*Saved entries*.
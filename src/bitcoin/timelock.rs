//! Timelock unit and `OP_CODE` to use in Bitcoin contracts and refund transactions.

use serde::{Deserialize, Serialize};

use crate::consensus;
use crate::syncer::ChainTip;

use std::fmt::Debug;
use std::str::FromStr;

/// Values below this threshold are block heights, values at or above are UNIX timestamps, as
/// interpreted by `OP_CHECKLOCKTIMEVERIFY` and `nLockTime`.
pub const LOCKTIME_THRESHOLD: u32 = 500_000_000;

/// How a chain profile expresses absolute locktimes.
#[derive(Copy, Clone, Debug, Hash, PartialEq, Eq, Display, Serialize, Deserialize)]
pub enum LocktimeSemantics {
    /// Locktime is a block height.
    #[display("block height")]
    BlockHeight,
    /// Locktime is a UNIX timestamp in seconds, compared against the median time past.
    #[display("timestamp")]
    Timestamp,
}

impl LocktimeSemantics {
    /// Minimum distance between the chain tip and the locktime of a newly built contract.
    pub fn safety_margin(&self) -> u32 {
        match self {
            Self::BlockHeight => 6,
            Self::Timestamp => 60 * 60,
        }
    }

    /// Maximum distance between the chain tip and the locktime of an audited contract.
    pub fn max_horizon(&self) -> u32 {
        match self {
            Self::BlockHeight => 4320,
            Self::Timestamp => 30 * 24 * 60 * 60,
        }
    }

    /// Current chain position expressed in this semantics.
    pub fn current(&self, tip: &ChainTip) -> u64 {
        match self {
            Self::BlockHeight => tip.height,
            Self::Timestamp => tip.time as u64,
        }
    }
}

impl FromStr for LocktimeSemantics {
    type Err = consensus::Error;

    fn from_str(s: &str) -> Result<Self, Self::Err> {
        match s {
            "height" | "block" | "blockheight" => Ok(Self::BlockHeight),
            "time" | "timestamp" => Ok(Self::Timestamp),
            _ => Err(consensus::Error::UnknownType),
        }
    }
}

impl FromStr for CltvLocktime {
    type Err = consensus::Error;

    fn from_str(s: &str) -> Result<Self, Self::Err> {
        let x = s
            .parse::<u32>()
            .map_err(|_| consensus::Error::ParseFailed("Failed parsing CLTV locktime"))?;
        Ok(CltvLocktime::new(x))
    }
}

/// An `OP_CLTV` value to use in contracts and in the `nLockTime` field of refund transactions.
/// Any `u32` fits, values above `i32::MAX` are pushed as 5 bytes script numbers.
#[derive(PartialEq, Eq, PartialOrd, Ord, Hash, Clone, Debug, Copy, Display, Serialize, Deserialize)]
#[display("{0}")]
pub struct CltvLocktime(u32);

impl CltvLocktime {
    /// Create a new absolute locktime of given value.
    pub fn new(locktime: u32) -> Self {
        Self(locktime)
    }

    /// Return the value of the check locktime verify.
    pub fn as_u32(&self) -> u32 {
        self.0
    }

    /// Semantics of the value, block height or timestamp.
    pub fn semantics(&self) -> LocktimeSemantics {
        if self.0 < LOCKTIME_THRESHOLD {
            LocktimeSemantics::BlockHeight
        } else {
            LocktimeSemantics::Timestamp
        }
    }

    /// Whether the chain has reached the locktime: the tip height for block heights, the tip
    /// median time past for timestamps.
    pub fn is_elapsed(&self, tip: &ChainTip) -> bool {
        self.semantics().current(tip) >= self.0 as u64
    }

    /// Signed distance between the locktime and the tip, in the unit of the locktime semantics.
    pub fn remaining(&self, tip: &ChainTip) -> i64 {
        self.0 as i64 - self.semantics().current(tip) as i64
    }

    /// Return the value of nSequence that enables `nLockTime` without opting in to replacement
    /// semantics beyond the default.
    pub fn enabling_sequence() -> u32 {
        0xffff_fffe
    }
}

#[cfg(test)]
mod tests {
    use super::*;
    use bitcoin::hashes::Hash;
    use bitcoin::BlockHash;

    fn tip(height: u64, time: u32) -> ChainTip {
        ChainTip {
            height,
            hash: BlockHash::from_inner([0u8; 32]),
            time,
        }
    }

    #[test]
    fn semantics_from_threshold() {
        assert_eq!(
            CltvLocktime::new(499_999_999).semantics(),
            LocktimeSemantics::BlockHeight
        );
        assert_eq!(
            CltvLocktime::new(LOCKTIME_THRESHOLD).semantics(),
            LocktimeSemantics::Timestamp
        );
        // past 2038
        assert_eq!(
            CltvLocktime::new(u32::MAX).semantics(),
            LocktimeSemantics::Timestamp
        );
    }

    #[test]
    fn elapsed_against_tip() {
        let height = CltvLocktime::new(150);
        assert!(!height.is_elapsed(&tip(149, 1_700_000_000)));
        assert!(height.is_elapsed(&tip(150, 1_700_000_000)));
        assert_eq!(height.remaining(&tip(100, 0)), 50);

        let time = CltvLocktime::new(1_700_000_000);
        assert!(!time.is_elapsed(&tip(1_000_000, 1_699_999_999)));
        assert!(time.is_elapsed(&tip(0, 1_700_000_000)));
        assert!(time.is_elapsed(&tip(0, 1_700_000_001)));
        assert_eq!(time.remaining(&tip(0, 1_700_000_100)), -100);
    }

    #[test]
    fn parse_locktime() {
        assert_eq!(
            CltvLocktime::from_str("1700000000").unwrap().as_u32(),
            1_700_000_000
        );
        assert_eq!(
            CltvLocktime::from_str("4294967295").unwrap().as_u32(),
            u32::MAX
        );
        assert!(CltvLocktime::from_str("4294967296").is_err());
        assert!(CltvLocktime::from_str("-1").is_err());
        assert!(CltvLocktime::from_str("soon").is_err());
    }
}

*Task item*. Please give an exact copy of the lines above, beginning with the line containing "heights, the tip" and running through the line containing "pub fn remaining(&self, tip: &ChainTip)", and of no other lines.

*Output for this exercise*.
    /// Whether the chain has reached the locktime: the tip height for block heights, the tip
    /// median time past for timestamps.
    pub fn is_elapsed(&self, tip: &ChainTip) -> bool {
        self.semantics().current(tip) >= self.0 as u64
    }

    /// Signed distance between the locktime and the tip, in the unit of the locktime semantics.
    pub fn remaining(&self, tip: &ChainTip) -> i64 {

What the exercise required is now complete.